Max Tchung-Ming, formateur académique sur le climat scolaire pour toute l’académie de Nantes, connaît son sujet ; le livre qu’il signe est le reflet de plus 20 ans d’engagement sur cette question. Un engagement qui date, sans doute, de ce jour de mars 1998 où un élève du lycée professionnel Charles Baudelaire d’Évry, dans lequel il enseignait alors, est tué d’un coup de fusil par un jeune du quartier voisin. À l’origine du drame, un différend « banal » dont personne n’avait mesuré ni l’importance ni les malentendus qui l’avaient suivi. « J’ai fait toute ma carrière de professeur d’EPS en zone d’éducation prioritaire, explique-t-il. Mais les ZEP je connaissais déjà, puisque j’y étais élève, aux Ulis. Le lycée professionnel Charles Baudelaire, lui, était presque exclusivement fréquenté par des filles, mais il partageait sa cour et la restauration scolaire avec un autre établissement qui n’accueillait, de son côté, que des garçons. Comme chaque établissement proposait des filières très spécifiques (coiffure, couture, esthétique, métier du pressing, etc. pour le premier, métiers du bâtiment pour l’autre), ils attiraient des élèves venus des quartiers sensibles d’une petite dizaine de villes du département. Je vous raconte cela, pour vous expliquer que pendant 16 ans, j’ai développé une connaissance assez fine des problématiques de conflits, de violences, de harcèlement et des manières d’y répondre. C’est l’objet de ce livre que je pense être très inédit. »
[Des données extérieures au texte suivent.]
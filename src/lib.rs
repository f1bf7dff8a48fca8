//! midtier - mid-tier JIT compiler infrastructure.
//!
//! Two pieces that sit between graph construction and code generation:
//! a stamp lattice that tracks reference values in full-width and compressed
//! representation, and a lowering pass that puts an explicit zero check in
//! front of every integer division on targets whose divide instruction does
//! not fault.
//!
//! # Primary Usage
//!
//! ```
//! use bumpalo::Bump;
//! use midtier::core::{CompilationSession, Target};
//! use midtier::fallback::DeoptimizingFallback;
//! use midtier::graph::{DivRemOp, Graph};
//! use midtier::lowering::DivRemLowering;
//! use midtier::stamp::Stamp;
//! use midtier::templates::TemplateCache;
//!
//! let arena = Bump::new();
//! let session = CompilationSession::new(&arena);
//!
//! let mut graph = Graph::new("div");
//! let x = graph.add_parameter(0, Stamp::int(32));
//! let y = graph.add_parameter(1, Stamp::int(32));
//! let div = graph.add_div_rem(DivRemOp::SignedDiv, x, y)?;
//! graph.add_return(div)?;
//!
//! let lowering = DivRemLowering::new(Target::aarch64(), TemplateCache::shared(), &DeoptimizingFallback);
//! assert_eq!(lowering.run(&mut graph, &session)?, 1);
//! # Ok::<(), midtier::CompileError>(())
//! ```
//!
//! # Architecture
//!
//! - [`core`] - Shared infrastructure (session, errors, target)
//! - [`compress`] - Compressed reference encoding
//! - [`stamp`] - Stamp lattice
//! - [`graph`] - Operation graph and reference interpreter
//! - [`templates`] - Safe-operation templates and their cache
//! - [`lowering`] - Division lowering pass

pub mod core;

pub mod compress;
pub mod constant;
pub mod fallback;
pub mod graph;
pub mod lowering;
pub mod memory;
pub mod stamp;
pub mod templates;

pub use crate::core::{CompilationSession, CompileError, CompileResult, SessionStats, Target};
pub use compress::CompressEncoding;
pub use constant::Constant;
pub use lowering::{DivRemLowering, LoweringOutcome};
pub use stamp::Stamp;
pub use templates::TemplateCache;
Une approche éditoriale inédite

En effet, le livrel donne la parole à des interlocuteurs très différents : enseignants, élèves et anciens élèves, proviseurs adjoints, principaux adjoints, parents, assistante sociale, conseiller technique de service social, policier… Mais surtout, parce que tous s’expriment longuement (parfois très longuement !), tous à la première personne et à l’indicatif présent. Certains propos sont parfois bruts, sans filtres ni synthèse. Les textes donnent tous les détails des cas de conflits qui sont présentés, de leur cause jusqu’à leur résolution. Cela confère à l’ouvrage un indéniable aspect de documentaire, au sens cinématographique ou télévisé du terme. « Tous les coauteurs sont là à mon initiative, souligne Max Tchung-Ming, et mon travail a consisté à coordonner cet ensemble de voix. Les entretiens que vous lisez ont été enregistrés, ce n’est pas de la reconstituions d’après souvenirs. Pourquoi ce choix ? Car je voulais plonger le lecteur au cœur de la situation, je voulais que chacun se mette à la place des professeurs ou des directeurs. Parce que c’est facile de l’extérieur de dire : « ils auraient dû faire si ou ça ». Mais quand on se retrouve avec tous les éléments, ce « y a qu’à faut qu’on » s’effondre vite. »

Le livre ne laisse pas pour autant le lecteur seul face à ces témoignages. Chacune est en effet suivie par l’analyse pointue d’Eric Verdier, psychologue co-responsable-expert du pôle Discriminations, violence et santé à la Sedap-Dijon (Société d’entraide et d’accompagnement psychologique).

Un regard qui permet de prendre de la hauteur en faisant une analyse critique des comportements adoptés par les protagonistes. Par ailleurs, le livre se termine avec un guide pratique, véritable boîte à outils destinée aux équipes pédagogiques comme à tous celles et ceux qui s’intéressent à la question.

Sentinelles et justice restaurative

Le principal outil de résolution de conflits présenté tout au long du livre est la Commission de justice restaurative que Max Tchung-Ming expérimente dans son établissement depuis 10 ans. Celle-ci est inspirée de la Commission Vérité et Réconciliation mise en place en Afrique du Sud à la fin de l’apartheid.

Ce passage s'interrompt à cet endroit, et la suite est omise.